List of historic Greek countries and regions
This is a list of Greek countries and regions throughout history. It includes empires, countries, states, regions and territories that have or had in the past one of the following characteristics:
- An ethnic Greek majority
- Greek as an official language
- A Greek ruling class or dynasty
Antiquity (to 330 AD)
Bronze Age
During the Bronze Age a number of entities were formed in Mycenean Greece (1600-1100 BC), each of them was rule by a Wanax, the most important were: Mycenae, Thebes, Pylos, Knossos (after c. 1450 BC), Tiryns.
City states
During the history of Ancient Greece a total of 1,500 to 2,000[1] city-states were established.

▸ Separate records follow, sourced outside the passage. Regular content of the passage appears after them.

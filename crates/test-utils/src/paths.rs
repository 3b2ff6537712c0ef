//! Locating optional test data and scratch space.

use std::path::{Path, PathBuf};

/// Returns the workspace root directory.
pub fn workspace_root() -> PathBuf {
    let manifest_dir = env!("CARGO_MANIFEST_DIR");
    PathBuf::from(manifest_dir)
        .parent() // crates/
        .and_then(|p| p.parent()) // workspace root
        .map(|p| p.to_path_buf())
        .unwrap_or_else(|| PathBuf::from(manifest_dir))
}

/// Searches for a test file in:
/// 1. `TEST_DATA_DIR` (if set)
/// 2. `crates/grib2-parser/testdata/`
/// 3. `testdata/` at the workspace root
pub fn find_test_file(name: &str) -> Option<PathBuf> {
    let mut candidates = Vec::new();

    if let Ok(test_data_dir) = std::env::var("TEST_DATA_DIR") {
        candidates.push(PathBuf::from(test_data_dir).join(name));
    }

    let root = workspace_root();
    candidates.extend([
        root.join("crates/grib2-parser/testdata").join(name),
        root.join("testdata").join(name),
    ]);

    candidates.into_iter().find(|path| path.exists())
}

/// Creates a temporary directory that is removed when dropped.
pub fn temp_dir() -> tempfile::TempDir {
    tempfile::tempdir().expect("Failed to create temp directory")
}

/// Number of regular files directly inside `dir`.
pub fn count_files(dir: &Path) -> usize {
    std::fs::read_dir(dir)
        .map(|entries| {
            entries
                .filter_map(|e| e.ok())
                .filter(|e| e.path().is_file())
                .count()
        })
        .unwrap_or(0)
}

#[cfg(test)]
mod tests {
    use super::*;

    #[test]
    fn test_workspace_root_contains_manifest() {
        assert!(workspace_root().join("Cargo.toml").exists());
    }

    #[test]
    fn test_count_files() {
        let dir = temp_dir();
        assert_eq!(count_files(dir.path()), 0);
        std::fs::write(dir.path().join("a.grib2"), b"x").unwrap();
        std::fs::create_dir(dir.path().join("sub")).unwrap();
        assert_eq!(count_files(dir.path()), 1);
    }

    #[test]
    fn test_missing_file_not_found() {
        assert!(find_test_file("definitely-not-here.grib2").is_none());
    }
}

The most important were the following.
- Athens (1796–338 BC)
- Sparta (11th century – 195 BC)
- Corinth (7th century – 337 BC)
- Thebes (? – 338 BC)
- Eretria (? – 338 BC)
- Chalcis (? – 338 BC)
- Syracuse (734–212 BC)
Kingdoms, Empires and Leagues
- Kingdom of Mycenae (c. 2110 – c. 1100 BC)
- Kingdom of Epirus (? – 167 BC)
- Macedon (808–146 BC)
- Alexandrian Empire (334–323 BC)
- Kingdom of Cyrene (632–30 BC)
- Chrysaorian League (? – 203 BC): confederation of Greek city states
- Aetolian League (370–189 BC): confederation of Greek city states
- Seleucid Empire (312–63 BC)
- Ptolemaic Kingdom (305–30 BC)
- Kingdom of Pontus (302–64 BC): Persian origin,[2][3][4] Hellenized in culture,[5] and with Greek being the official language.[6]
- Achaean League (256–146 BC): confederation of Greek city states
- Greco-Bactrian Kingdom (250–125 BC)
- Indo-Greek Kingdom (180 BCE – 10 CE)
- Kingdom of Commagene (163 BCE – 72 CE)
- Roman Empire (27 BC – 1204 AD; 1261 - 1453): the Greek language had official status throughout most of the time.
Middle Ages (330–1453)
The Greek Middle Ages are coterminous with the duration of the Byzantine Empire (330–1453).
After 395 the Roman Empire splits in two. In the East, Greeks are the predominant national group and their language is the lingua franca of the region. Christianity is the official religion of this new Empire, spread to the region by the Greek language, the language in which the first gospels were written. The language of the aristocracy however remains Latin, until gradually replaced by Greek by the 6th century. The East Roman Empire remained one of the world's most important states until the 12th century. Amongst its achievements is the spread of Christianity to Eastern Europe and the Slavs, halting the Persian, Slavic and Arab expansions towards Europe and preserving a vast amount of the cultural heritage of Antiquity. In 1204, after a civil struggle, the Fourth Crusade conquered the capital, Constantinople, and led the Empire to partitions and crises from which it never recovered.
Byzantine Greek successor states
- Despotate of Epirus (1205–1479)
- Empire of Nicaea (1204–1261), which re-established the Byzantine Empire in 1261.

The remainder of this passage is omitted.